Fortunately, there are many fertility drugs available to treat female infertility ranging from Clomid to injectable gonadotropins. Most of these drugs stimulate or regulate ovulation. Unfortunately, there are few cases where drug treatment of the male results in increased pregnancy rates. The rare male infertility condition resulting from extremely low levels of FSH and LH (hypogonadotropic hypogonadism) often responds to therapy but therapy requires three months and is very expensive. Other assisted reproductive technologies (IVF, ICSI) are usually more appropriate for the treatment of moderate to severe male infertility.
Clomid is often prescribed as a “first line” treatment by the obstetrician/gynecologist. Clomid is most likely to work within the first three ovulatory cycles and therapy beyond this time is usually not recommended.
Ovulation is controlled by a complex interaction of hormones controlled by the hypothalamus which is a small gland located at the base of the brain. The hypothalamus serves as the “hormone regulator” adjusting the various hormone levels during the ovulatory process.
At the beginning of the menstrual cycle, the hypothalamus releases gonadotropin releasing hormone (GnRH) which cause the pituitary to produce follicle stimulating hormone (FSH). FSH directly stimulates the recruitment and development of the ovarian follicles.
As healthy follicles develop they produce increasing amounts of estrogen which is monitored by the hypothalamus. The hypothalamus increases or decreases the production of FSH based upon this feedback.

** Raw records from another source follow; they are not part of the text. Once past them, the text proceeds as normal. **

//! Offline annotation of the graph with access nodes and park-and-ride
//! nodes.
//!
//! Both annotations come from the same two-stage recipe, run once per
//! candidate (a stop or a parking facility):
//!
//! 1. *Profile*: a search from the candidate with scheduled edges charged
//!    their worst-case time, giving an upper bound from (or to) every other
//!    candidate.
//! 2. *Propagation*: a multi-source search seeded with the candidate at
//!    weight zero, marked covered, and every other candidate at its bound.
//!    Vertices the covered frontier reaches first are annotated with the
//!    candidate.
//!
//! The resulting [`AnnotationTable`] is immutable and shared by queries.

mod access;
mod pnr;
mod profile;
mod propagation;
mod table;

pub use table::{AnnotationTable, VertexAnnotations};

use std::time::Instant;

use tracing::{info, warn};

use crate::domain::Vehicle;
use crate::graph::Graph;
use crate::planner::SearchConfig;

/// Settings for [`build_annotations`].
#[derive(Debug, Clone, PartialEq, serde::Deserialize)]
#[serde(default)]
pub struct PrecomputeConfig {
    /// Scales the competitor bounds when annotating parking. Lower values
    /// let each facility cover more vertices.
    pub heuristic_coefficient: f64,

    /// Walking limit for access-node searches (metres). Defaults to the
    /// search limit and never exceeds it: a stop annotated beyond the
    /// query's reach would hold the walk barrier shut.
    pub max_walk_distance: Option<f64>,
}

impl Default for PrecomputeConfig {
    fn default() -> Self {
        Self {
            heuristic_coefficient: 1.0,
            max_walk_distance: None,
        }
    }
}

impl PrecomputeConfig {
    /// The coefficient clamped into `0..=1`.
    fn coefficient(&self) -> f64 {
        let c = self.heuristic_coefficient;
        if (0.0..=1.0).contains(&c) {
            return c;
        }
        let clamped = if c.is_nan() { 1.0 } else { c.clamp(0.0, 1.0) };
        warn!(
            coefficient = c,
            clamped, "parking heuristic coefficient outside 0..=1"
        );
        clamped
    }

    /// The walking radius used by both stages.
    pub(super) fn walk_limit(&self, search: &SearchConfig) -> f64 {
        self.max_walk_distance
            .map_or(search.max_walk_distance, |m| m.min(search.max_walk_distance))
    }
}

/// How many vertices carry a given annotation and how large the sets are.
#[derive(Debug, Clone, Copy, Default, PartialEq)]
pub struct Coverage {
    pub vertices: usize,
    pub entries: usize,
}

impl Coverage {
    fn of(sets: impl Iterator<Item = usize>) -> Self {
        sets.filter(|&n| n > 0).fold(Self::default(), |acc, n| Self {
            vertices: acc.vertices + 1,
            entries: acc.entries + n,
        })
    }

    /// Mean set size over annotated vertices.
    pub fn average(&self) -> f64 {
        if self.vertices == 0 {
            0.0
        } else {
            self.entries as f64 / self.vertices as f64
        }
    }
}

/// Counts reported after a build.
#[derive(Debug, Clone, Default, PartialEq)]
pub struct PrecomputeSummary {
    pub access: Coverage,
    pub backward_access: Coverage,
    pub car_parking: Coverage,
    pub bike_parking: Coverage,
    pub skipped_stops: usize,
    pub skipped_car_parks: usize,
    pub skipped_bike_parks: usize,
}

impl PrecomputeSummary {
    fn of(table: &AnnotationTable) -> Self {
        Self {
            access: Coverage::of(table.iter().map(|(_, a)| a.access_nodes.len())),
            backward_access: Coverage::of(table.iter().map(|(_, a)| a.backward_access_nodes.len())),
            car_parking: Coverage::of(table.iter().map(|(_, a)| a.pnr_nodes.len())),
            bike_parking: Coverage::of(table.iter().map(|(_, a)| a.bike_pnr_nodes.len())),
            ..Self::default()
        }
    }
}

/// Every `step`th item is logged so that a run logs about `reports` times.
fn progress_step(total: usize, reports: usize) -> usize {
    (total / reports).max(1)
}

/// Compute access nodes and park-and-ride nodes for the whole graph.
pub fn build_annotations(
    graph: &Graph,
    search: &SearchConfig,
    config: &PrecomputeConfig,
) -> (AnnotationTable, PrecomputeSummary) {
    let started = Instant::now();
    if config
        .max_walk_distance
        .is_some_and(|m| m > search.max_walk_distance)
    {
        warn!(
            requested = ?config.max_walk_distance,
            limit = search.max_walk_distance,
            "precompute walk radius capped at the search limit"
        );
    }
    let config = PrecomputeConfig {
        heuristic_coefficient: config.coefficient(),
        ..config.clone()
    };
    let mut table = AnnotationTable::default();

    let skipped_stops = access::annotate_access_nodes(graph, search, &config, &mut table);
    let skipped_car_parks =
        pnr::annotate_parking_nodes(graph, Vehicle::Car, search, &config, &mut table);
    let skipped_bike_parks =
        pnr::annotate_parking_nodes(graph, Vehicle::Bicycle, search, &config, &mut table);

    let summary = PrecomputeSummary {
        skipped_stops,
        skipped_car_parks,
        skipped_bike_parks,
        ..PrecomputeSummary::of(&table)
    };
    info!(
        elapsed_ms = started.elapsed().as_millis() as u64,
        annotated = table.len(),
        avg_access = summary.access.average(),
        avg_backward_access = summary.backward_access.average(),
        avg_car_parking = summary.car_parking.average(),
        avg_bike_parking = summary.bike_parking.average(),
        skipped_stops,
        skipped_car_parks,
        skipped_bike_parks,
        "precomputation finished"
    );
    (table, summary)
}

Once the follicles mature, the hypothalamus releases GnRH to stimulate the pituitary to release a surge of luteinizing hormone (LH). LH finally prepares the eggs/follicles for ovulation which will occur 36 hours after the surge.

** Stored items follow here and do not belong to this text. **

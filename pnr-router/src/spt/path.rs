//! Paths reconstructed from a tree.

use crate::domain::{TraverseMode, VertexId};
use crate::state::{Direction, Phase, State};

/// One mode-homogeneous piece of a path.
#[derive(Debug, Clone, PartialEq)]
pub struct Leg {
    pub phase: Phase,
    pub mode: TraverseMode,
    pub from: VertexId,
    pub to: VertexId,
    /// Unix seconds.
    pub start_time: i64,
    pub end_time: i64,
    pub weight: f64,
}

impl Leg {
    pub fn duration_secs(&self) -> i64 {
        self.end_time - self.start_time
    }
}

/// A sequence of states in travel order.
///
/// Backward searches build their chains from the trip's end, so their
/// states are reversed relative to search order.
#[derive(Debug, Clone)]
pub struct GraphPath {
    states: Vec<State>,
    weight: f64,
}

impl GraphPath {
    pub(crate) fn from_search_order(mut states: Vec<State>, direction: Direction) -> Self {
        let weight = states.last().map_or(0.0, State::weight);
        if direction == Direction::Backward {
            states.reverse();
        }
        Self { states, weight }
    }

    pub fn states(&self) -> &[State] {
        &self.states
    }

    pub fn weight(&self) -> f64 {
        self.weight
    }

    pub fn start_vertex(&self) -> VertexId {
        self.states[0].vertex()
    }

    pub fn end_vertex(&self) -> VertexId {
        self.states[self.states.len() - 1].vertex()
    }

    pub fn start_time(&self) -> i64 {
        self.states[0].time()
    }

    pub fn end_time(&self) -> i64 {
        self.states[self.states.len() - 1].time()
    }

    pub fn duration_secs(&self) -> i64 {
        self.end_time() - self.start_time()
    }

    /// The parking facility used, if the path switched vehicles.
    pub fn pnr_node(&self) -> Option<VertexId> {
        self.states.iter().find_map(State::pnr_node)
    }

    /// Split into legs at every phase change, in travel order.
    ///
    /// Each leg is charged the weight accrued since the previous leg ended,
    /// so leg weights add up to the path weight.
    pub fn legs(&self) -> Vec<Leg> {
        let mut legs = Vec::new();
        let mut previous_end = self.states.first().map_or(0.0, State::weight);
        for group in self.states.chunk_by(|a, b| a.phase() == b.phase()) {
            let (first, last) = (&group[0], &group[group.len() - 1]);
            legs.push(Leg {
                phase: first.phase(),
                mode: last.mode(),
                from: first.vertex(),
                to: last.vertex(),
                start_time: first.time(),
                end_time: last.time(),
                weight: (last.weight() - previous_end).abs(),
            });
            previous_end = last.weight();
        }
        legs
    }
}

After follicular rupture, the structure remaining on the ovary is termed the corpus luteum and it begins to produce progesterone. Rising levels of progesterone are an indication of successful ovulation. Progesterone stimulates the development of the endometrium (lining of the uterus). The endometrium must thicken and become more vascular to support the developing embryo. After successful implantation and embryonic growth progesterone is produced by the placenta.